Tony Mastroianni Review Collection

"Stone Killer" mixes those bloody cliches

Cleveland Press September 22, 1973

Take a little bit of "Dirty Harry," mix with ingredients from "The Godfather" and "The Valachi Papers," stir in an automobile chase from almost any movie and season with the cliched violence and bloody mayhem, that has become stylish in in films and you have a picture called "The Stone Killer."

The plot of this movie is a confusing mixure of elements which probably results from trying to fashion a film with pieces of so many others.

First there's the hero. He's a tough New York City police detective who keeps

running into suspects who shoot at him. He shoots back, resulting in a lot of dead suspects and the accusation that he's a mean cop.

So what does he do? He goes to Los Angeles and joins the police department there. Does this imply that anything goes on the West Coast?

The part is played in stolid, unemotional fashion by Charles Bronson who tends to play everything in solid, unemotional fashion.

"What hit him?" asks a fellow detective as he and Bronson gaze at a bullet-riddled corpse that is more blood than flesh.

"A complete state of death" replies Bronson in stolid, unemotional fashion.

There's a lot of these characters being wiped out and Bronson sees a tenuous connection. This connection keeps him flying back and forth between New York and Los Angeles which provides a change of scenery if nothing else.

The connection, though he doesn't know it at the time, is Martin Balsam. Balsam is an aging Mafia leader who still remembers a massacre back in the early 1930's when outsiders wrested control of the organization by wiping out all the old leaders.
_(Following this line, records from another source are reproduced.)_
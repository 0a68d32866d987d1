use std::collections::BTreeSet;

use serde::{Deserialize, Serialize};
use serde_json::Value;

pub const KNOWLEDGE_AND_SKILLS: &str = "Knowledge & Skills";
pub const PERSONALITY_AND_BEHAVIOR: &str = "Personality & Behavior";
pub const COGNITIVE: &str = "Cognitive";
pub const COMMUNICATION: &str = "Communication";

/// One catalog entry. Immutable once the catalog is loaded.
#[derive(Debug, Clone, PartialEq, Serialize, Deserialize)]
#[serde(from = "RawAssessment")]
pub struct AssessmentRecord {
    /// Unique identifier and external reference.
    pub url: String,
    pub name: String,
    pub description: String,
    /// Single-character classification code ("K", "P", ...) or empty.
    pub test_type: String,
    /// Minutes, 0 when unknown.
    pub duration: u32,
    pub adaptive_support: bool,
    pub remote_support: bool,
    pub categories: BTreeSet<String>,
    /// Scraped page text. Kept for reference, not used by the index.
    pub full_text: String,
}

impl AssessmentRecord {
    pub fn test_category(&self) -> TestCategory {
        TestCategory::from_code(&self.test_type)
    }

    /// Text the index is built from: name, description, categories and test type.
    pub fn index_text(&self) -> String {
        let categories: Vec<&str> = self.categories.iter().map(String::as_str).collect();
        format!(
            "{} {} {} {}",
            self.name,
            self.description,
            categories.join(" "),
            self.test_type
        )
    }
}

/// Catalog files come from several scrapers with inconsistent field shapes, so every
/// optional field is read loosely and normalized in `From<RawAssessment>`.
#[derive(Debug, Deserialize)]
struct RawAssessment {
    url: String,
    name: String,
    #[serde(default)]
    description: Option<String>,
    #[serde(default)]
    test_type: Option<String>,
    #[serde(default)]
    duration: Option<Value>,
    #[serde(default)]
    adaptive_support: Option<Value>,
    #[serde(default)]
    remote_support: Option<Value>,
    #[serde(default)]
    categories: Option<Vec<String>>,
    #[serde(default)]
    category: Option<String>,
    #[serde(default)]
    full_text: Option<String>,
}

impl From<RawAssessment> for AssessmentRecord {
    fn from(raw: RawAssessment) -> Self {
        let mut categories: BTreeSet<String> = raw
            .categories
            .unwrap_or_default()
            .into_iter()
            .map(|c| c.trim().to_string())
            .filter(|c| !c.is_empty())
            .collect();
        if categories.is_empty() {
            if let Some(legacy) = raw.category.map(|c| c.trim().to_string()) {
                if !legacy.is_empty() {
                    categories.insert(legacy);
                }
            }
        }

        Self {
            url: raw.url.trim().to_string(),
            name: raw.name.trim().to_string(),
            description: raw.description.unwrap_or_default(),
            test_type: raw.test_type.unwrap_or_default().trim().to_string(),
            duration: raw.duration.as_ref().map(duration_minutes).unwrap_or(0),
            adaptive_support: raw.adaptive_support.as_ref().is_some_and(yes_flag),
            remote_support: raw.remote_support.as_ref().is_some_and(yes_flag),
            categories,
            full_text: raw.full_text.unwrap_or_default(),
        }
    }
}

fn duration_minutes(value: &Value) -> u32 {
    match value {
        Value::Number(n) => n
            .as_u64()
            .map(|v| v.min(u32::MAX as u64) as u32)
            .or_else(|| n.as_f64().filter(|f| *f >= 0.0).map(|f| f as u32))
            .unwrap_or(0),
        // Scraped values look like "30" or "Approximate Completion Time in minutes = 30".
        Value::String(s) => s
            .split(|c: char| !c.is_ascii_digit())
            .find(|run| !run.is_empty())
            .and_then(|run| run.parse::<u32>().ok())
            .unwrap_or(0),
        _ => 0,
    }
}

fn yes_flag(value: &Value) -> bool {
    match value {
        Value::Bool(b) => *b,
        Value::String(s) => {
            let s = s.trim();
            s.eq_ignore_ascii_case("yes") || s.eq_ignore_ascii_case("true")
        }
        _ => false,
    }
}

/// Balancer buckets derived from a record's test-type code.
#[derive(Debug, Clone, Copy, PartialEq, Eq, Hash)]
pub enum TestCategory {
    Knowledge,
    Personality,
    Other,
}

impl TestCategory {
    pub fn from_code(code: &str) -> Self {
        match code.trim() {
            "K" => TestCategory::Knowledge,
            "P" => TestCategory::Personality,
            _ => TestCategory::Other,
        }
    }
}

/// Structured reading of a hiring requirement. Every field is always present.
#[derive(Debug, Clone, Default, PartialEq, Serialize, Deserialize)]
pub struct StructuredRequirement {
    pub skills: BTreeSet<String>,
    pub soft_skills: BTreeSet<String>,
    /// entry / mid / senior when known. Diagnostic only.
    pub experience_level: Option<String>,
    pub test_types_needed: BTreeSet<String>,
    /// Diagnostic only, never used for ranking.
    pub key_focus: String,
}

impl StructuredRequirement {
    pub fn needs(&self, label: &str) -> bool {
        self.test_types_needed.contains(label)
    }
}

/// A retrieval hit: a catalog position paired with its cosine similarity.
#[derive(Debug, Clone, Copy, PartialEq)]
pub struct Candidate {
    pub index: usize,
    pub similarity_score: f32,
}

/// A final pipeline result: the catalog record plus the similarity it was retrieved with.
#[derive(Debug, Clone, PartialEq, Serialize)]
pub struct Recommendation {
    #[serde(flatten)]
    pub record: AssessmentRecord,
    pub similarity_score: f32,
}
Balsam has waited for more than 40 years to avenge that massacre. He has recruited a bunch of Army veterans, mostly from the Vietnam War who are expert killers without police records and who will kill for pay. This special army training out in the dessert, will strike in major cities across the country on the anniversary date of that original massacre.

Bronson and his army engage in one battle out there in the desert but not before the New York contingent has left. This allows him to lead another police army in New York which engages the enemy in the empty parking garage basement of a New York building.

This provides an excuse for police and gangster autos to whip around corners and pillars and pile into each other as bullets ricochet in all directions.

The movie was produced by Dino De Laurentis, one of Italy's leading producers, but was made entirely in the United States.

Before inflation and dollar devaluation American producers were scampering off to Europe to make quick and cheap productions. Now the trend is the other way.

Sort of serves us right.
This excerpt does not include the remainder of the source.